● INPUT MATERIAL:
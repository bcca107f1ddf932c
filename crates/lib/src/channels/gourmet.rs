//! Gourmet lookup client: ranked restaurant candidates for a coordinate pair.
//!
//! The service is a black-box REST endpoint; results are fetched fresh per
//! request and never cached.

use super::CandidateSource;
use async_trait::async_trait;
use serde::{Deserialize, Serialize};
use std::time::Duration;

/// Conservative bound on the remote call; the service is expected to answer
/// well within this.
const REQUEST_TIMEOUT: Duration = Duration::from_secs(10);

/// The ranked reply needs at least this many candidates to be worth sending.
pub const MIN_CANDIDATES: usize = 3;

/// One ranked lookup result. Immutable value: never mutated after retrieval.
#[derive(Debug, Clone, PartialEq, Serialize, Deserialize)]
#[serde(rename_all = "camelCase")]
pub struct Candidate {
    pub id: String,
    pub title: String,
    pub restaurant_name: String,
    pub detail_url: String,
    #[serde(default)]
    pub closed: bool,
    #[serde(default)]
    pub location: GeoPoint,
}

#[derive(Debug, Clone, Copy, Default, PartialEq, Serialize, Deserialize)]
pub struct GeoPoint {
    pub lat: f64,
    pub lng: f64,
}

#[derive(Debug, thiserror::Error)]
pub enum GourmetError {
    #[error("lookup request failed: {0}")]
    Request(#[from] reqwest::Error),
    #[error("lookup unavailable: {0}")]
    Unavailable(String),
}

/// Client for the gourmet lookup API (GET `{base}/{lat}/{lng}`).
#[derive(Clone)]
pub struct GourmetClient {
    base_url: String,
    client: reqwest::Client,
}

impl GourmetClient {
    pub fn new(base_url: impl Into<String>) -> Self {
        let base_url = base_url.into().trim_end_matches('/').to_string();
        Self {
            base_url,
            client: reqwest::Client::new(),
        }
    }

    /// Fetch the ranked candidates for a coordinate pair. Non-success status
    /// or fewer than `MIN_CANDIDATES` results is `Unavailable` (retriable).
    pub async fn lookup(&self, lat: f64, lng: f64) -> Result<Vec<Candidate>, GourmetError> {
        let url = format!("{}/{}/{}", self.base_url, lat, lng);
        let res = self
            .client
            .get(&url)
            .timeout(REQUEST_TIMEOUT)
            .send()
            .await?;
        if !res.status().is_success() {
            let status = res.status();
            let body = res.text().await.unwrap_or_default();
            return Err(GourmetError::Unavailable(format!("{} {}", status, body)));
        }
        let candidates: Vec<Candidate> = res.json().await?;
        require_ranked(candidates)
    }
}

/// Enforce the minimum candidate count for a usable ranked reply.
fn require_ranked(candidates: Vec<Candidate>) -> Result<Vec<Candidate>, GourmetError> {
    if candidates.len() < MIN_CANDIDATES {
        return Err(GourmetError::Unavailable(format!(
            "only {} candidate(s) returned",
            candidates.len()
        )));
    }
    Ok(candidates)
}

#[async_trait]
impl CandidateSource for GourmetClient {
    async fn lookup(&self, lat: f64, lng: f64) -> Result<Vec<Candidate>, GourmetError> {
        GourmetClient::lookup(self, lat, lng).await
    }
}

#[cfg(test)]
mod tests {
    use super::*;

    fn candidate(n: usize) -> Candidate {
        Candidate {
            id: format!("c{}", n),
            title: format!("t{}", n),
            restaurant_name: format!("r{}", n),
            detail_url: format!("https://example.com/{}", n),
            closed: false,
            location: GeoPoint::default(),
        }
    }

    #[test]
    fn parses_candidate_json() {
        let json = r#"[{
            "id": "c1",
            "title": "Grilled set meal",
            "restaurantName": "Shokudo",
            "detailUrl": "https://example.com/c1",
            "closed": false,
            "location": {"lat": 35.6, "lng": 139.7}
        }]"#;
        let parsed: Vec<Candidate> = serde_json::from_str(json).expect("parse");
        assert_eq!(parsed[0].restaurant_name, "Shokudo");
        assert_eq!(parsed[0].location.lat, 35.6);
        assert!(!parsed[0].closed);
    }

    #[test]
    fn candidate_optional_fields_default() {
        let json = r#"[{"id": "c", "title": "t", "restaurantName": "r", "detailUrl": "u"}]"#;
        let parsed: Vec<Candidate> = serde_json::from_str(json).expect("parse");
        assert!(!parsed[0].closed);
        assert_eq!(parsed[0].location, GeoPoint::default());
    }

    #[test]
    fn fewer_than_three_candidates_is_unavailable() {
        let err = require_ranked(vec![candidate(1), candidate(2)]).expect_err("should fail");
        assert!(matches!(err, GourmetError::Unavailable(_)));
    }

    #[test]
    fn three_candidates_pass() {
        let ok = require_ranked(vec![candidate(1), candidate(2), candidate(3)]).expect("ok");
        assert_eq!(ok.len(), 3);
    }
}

● YOUR ASSIGNMENT: Set down all of the entries again, keeping every line exactly as it is.

● ANSWER TO THIS TASK:
repository bcca107f1ddf932c
filename crates/lib/src/channels/gourmet.rs
//! Gourmet lookup client: ranked restaurant candidates for a coordinate pair.
//!
//! The service is a black-box REST endpoint; results are fetched fresh per
//! request and never cached.

use super::CandidateSource;
use async_trait::async_trait;
use serde::{Deserialize, Serialize};
use std::time::Duration;

/// Conservative bound on the remote call; the service is expected to answer
/// well within this.
const REQUEST_TIMEOUT: Duration = Duration::from_secs(10);

/// The ranked reply needs at least this many candidates to be worth sending.
pub const MIN_CANDIDATES: usize = 3;

/// One ranked lookup result. Immutable value: never mutated after retrieval.
#[derive(Debug, Clone, PartialEq, Serialize, Deserialize)]
#[serde(rename_all = "camelCase")]
pub struct Candidate {
    pub id: String,
    pub title: String,
    pub restaurant_name: String,
    pub detail_url: String,
    #[serde(default)]
    pub closed: bool,
    #[serde(default)]
    pub location: GeoPoint,
}

#[derive(Debug, Clone, Copy, Default, PartialEq, Serialize, Deserialize)]
pub struct GeoPoint {
    pub lat: f64,
    pub lng: f64,
}

#[derive(Debug, thiserror::Error)]
pub enum GourmetError {
    #[error("lookup request failed: {0}")]
    Request(#[from] reqwest::Error),
    #[error("lookup unavailable: {0}")]
    Unavailable(String),
}

/// Client for the gourmet lookup API (GET `{base}/{lat}/{lng}`).
#[derive(Clone)]
pub struct GourmetClient {
    base_url: String,
    client: reqwest::Client,
}

impl GourmetClient {
    pub fn new(base_url: impl Into<String>) -> Self {
        let base_url = base_url.into().trim_end_matches('/').to_string();
        Self {
            base_url,
            client: reqwest::Client::new(),
        }
    }

    /// Fetch the ranked candidates for a coordinate pair. Non-success status
    /// or fewer than `MIN_CANDIDATES` results is `Unavailable` (retriable).
    pub async fn lookup(&self, lat: f64, lng: f64) -> Result<Vec<Candidate>, GourmetError> {
        let url = format!("{}/{}/{}", self.base_url, lat, lng);
        let res = self
            .client
            .get(&url)
            .timeout(REQUEST_TIMEOUT)
            .send()
            .await?;
        if !res.status().is_success() {
            let status = res.status();
            let body = res.text().await.unwrap_or_default();
            return Err(GourmetError::Unavailable(format!("{} {}", status, body)));
        }
        let candidates: Vec<Candidate> = res.json().await?;
        require_ranked(candidates)
    }
}

/// Enforce the minimum candidate count for a usable ranked reply.
fn require_ranked(candidates: Vec<Candidate>) -> Result<Vec<Candidate>, GourmetError> {
    if candidates.len() < MIN_CANDIDATES {
        return Err(GourmetError::Unavailable(format!(
            "only {} candidate(s) returned",
            candidates.len()
        )));
    }
    Ok(candidates)
}

#[async_trait]
impl CandidateSource for GourmetClient {
    async fn lookup(&self, lat: f64, lng: f64) -> Result<Vec<Candidate>, GourmetError> {
        GourmetClient::lookup(self, lat, lng).await
    }
}

#[cfg(test)]
mod tests {
    use super::*;

    fn candidate(n: usize) -> Candidate {
        Candidate {
            id: format!("c{}", n),
            title: format!("t{}", n),
            restaurant_name: format!("r{}", n),
            detail_url: format!("https://example.com/{}", n),
            closed: false,
            location: GeoPoint::default(),
        }
    }

    #[test]
    fn parses_candidate_json() {
        let json = r#"[{
            "id": "c1",
            "title": "Grilled set meal",
            "restaurantName": "Shokudo",
            "detailUrl": "https://example.com/c1",
            "closed": false,
            "location": {"lat": 35.6, "lng": 139.7}
        }]"#;
        let parsed: Vec<Candidate> = serde_json::from_str(json).expect("parse");
        assert_eq!(parsed[0].restaurant_name, "Shokudo");
        assert_eq!(parsed[0].location.lat, 35.6);
        assert!(!parsed[0].closed);
    }

    #[test]
    fn candidate_optional_fields_default() {
        let json = r#"[{"id": "c", "title": "t", "restaurantName": "r", "detailUrl": "u"}]"#;
        let parsed: Vec<Candidate> = serde_json::from_str(json).expect("parse");
        assert!(!parsed[0].closed);
        assert_eq!(parsed[0].location, GeoPoint::default());
    }

    #[test]
    fn fewer_than_three_candidates_is_unavailable() {
        let err = require_ranked(vec![candidate(1), candidate(2)]).expect_err("should fail");
        assert!(matches!(err, GourmetError::Unavailable(_)));
    }

    #[test]
    fn three_candidates_pass() {
        let ok = require_ranked(vec![candidate(1), candidate(2), candidate(3)]).expect("ok");
        assert_eq!(ok.len(), 3);
    }
}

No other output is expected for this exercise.